I am doing some research on mea culpa and the role of mitigating circumstances when it comes to being held responsible for crimes. In 1978, Harvey Milk, a Californian activist was shot dead by Dan White. This case was famous not only for the murder of America’s first openly gay politician, but also for the “Twinkie Defense” where his defendant lawyers successfully claimed that White acted out of character and persuaded the jury that he had experienced a mood swing exacerbated by his consumption of sugary foods. The jurors found White incapable of the premeditation required for a murder conviction, and instead convicted him of voluntary manslaughter.
Similarly, in the Jamie Bulger case, where two 10-year-olds, Jon Venables and Robert Thompson abducted and murdered the two-year-old toddler, questions about who and what to blame were raised by the public whipped up by the tabloids. Every week, there seems to be some unbelievable crime that is attributed to television, pornography, horror videos or poor parenting. It is our human nature to look for a culprit.

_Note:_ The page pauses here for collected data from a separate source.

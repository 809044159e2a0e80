//! Registry of natively implemented methods.
//!
//! Every `call`, `callvirt` and `newobj` the interpreter executes is first looked up here by
//! the method token. Natives stand in for host code that has no instruction stream of its
//! own: the interception point, event constructors, exception constructors and whatever
//! the embedding test or tool wants to stub.

use std::{fmt, sync::Arc};

use dashmap::DashMap;

use crate::{
    assembly::MethodRef, emulation::value::EmValue, metadata::token::Token, Result,
};

/// Native method body.
///
/// Receives the called method and its arguments (`this` first for instance methods) and
/// returns the result. The result of a void method is ignored; [`EmValue::Null`] is the
/// conventional value.
pub type NativeFn = dyn Fn(&MethodRef, &[EmValue]) -> Result<EmValue> + Send + Sync;

/// Natives keyed by method token.
#[derive(Default)]
pub struct NativeMethods {
    natives: DashMap<Token, Arc<NativeFn>>,
}

impl NativeMethods {
    /// Creates an empty registry.
    #[must_use]
    pub fn new() -> Self {
        Self::default()
    }

    /// Registers `native` for `method`, replacing any previous registration.
    pub fn register<F>(&self, method: Token, native: F)
    where
        F: Fn(&MethodRef, &[EmValue]) -> Result<EmValue> + Send + Sync + 'static,
    {
        self.natives.insert(method, Arc::new(native));
    }

    /// Registers a constructor that produces an opaque object of `class`.
    ///
    /// Exceptions thrown by interpreted code are created this way; catch regions match
    /// them by class.
    pub fn register_class(&self, ctor: Token, class: Token) {
        self.register(ctor, move |_, _| Ok(EmValue::Object(class)));
    }

    /// Removes the native of `method`.
    pub fn unregister(&self, method: Token) -> bool {
        self.natives.remove(&method).is_some()
    }

    /// The native registered for `method`.
    #[must_use]
    pub fn get(&self, method: Token) -> Option<Arc<NativeFn>> {
        self.natives.get(&method).map(|n| Arc::clone(n.value()))
    }

    /// Returns true if `method` has a native.
    #[must_use]
    pub fn contains(&self, method: Token) -> bool {
        self.natives.contains_key(&method)
    }

    /// Number of registered natives.
    #[must_use]
    pub fn len(&self) -> usize {
        self.natives.len()
    }

    /// Returns true if nothing is registered.
    #[must_use]
    pub fn is_empty(&self) -> bool {
        self.natives.is_empty()
    }
}

impl fmt::Debug for NativeMethods {
    fn fmt(&self, f: &mut fmt::Formatter<'_>) -> fmt::Result {
        let mut tokens: Vec<_> = self.natives.iter().map(|n| *n.key()).collect();
        tokens.sort_unstable();
        f.debug_struct("NativeMethods")
            .field("natives", &tokens)
            .finish()
    }
}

Now we have the return of the supermale syndrome myth where males born with an extra ‘Y’ chromosome (‘XYY’) are thought to be more aggressive and violent then the rest of us ‘XY’ lesser males. In a report from New Zealand, Michael Knight (17) left a party around 1am, broke into a house, stole jewellery, cameras, money and guns, and made his getaway in a $280,000NZ Audi (are they really that expensive) that he later crashed. When questionned by the police he had no explanation for his behaviour because he did not hold a driver’s license or a gun license. How bizarre and strange that a young man would act in such a way after a party. Roger Philip his lawyer however entered a plea of not guilty because he claimed that his client had reactive attachment disorder, ADHD, oppositional defiant disorder, conduct disorder, and an extra Y chromosome.
The supermale syndrome was discredited years ago, and so it is right the judge promptly gave Knight a year in prison. Nevertheless, we are entering a new era where genetic predisposition is increasingly going to be used by lawyers to argue that their clients are not guilty. “Honest, m’lord, it wasn’t me but my genes what done it!” Interesting times.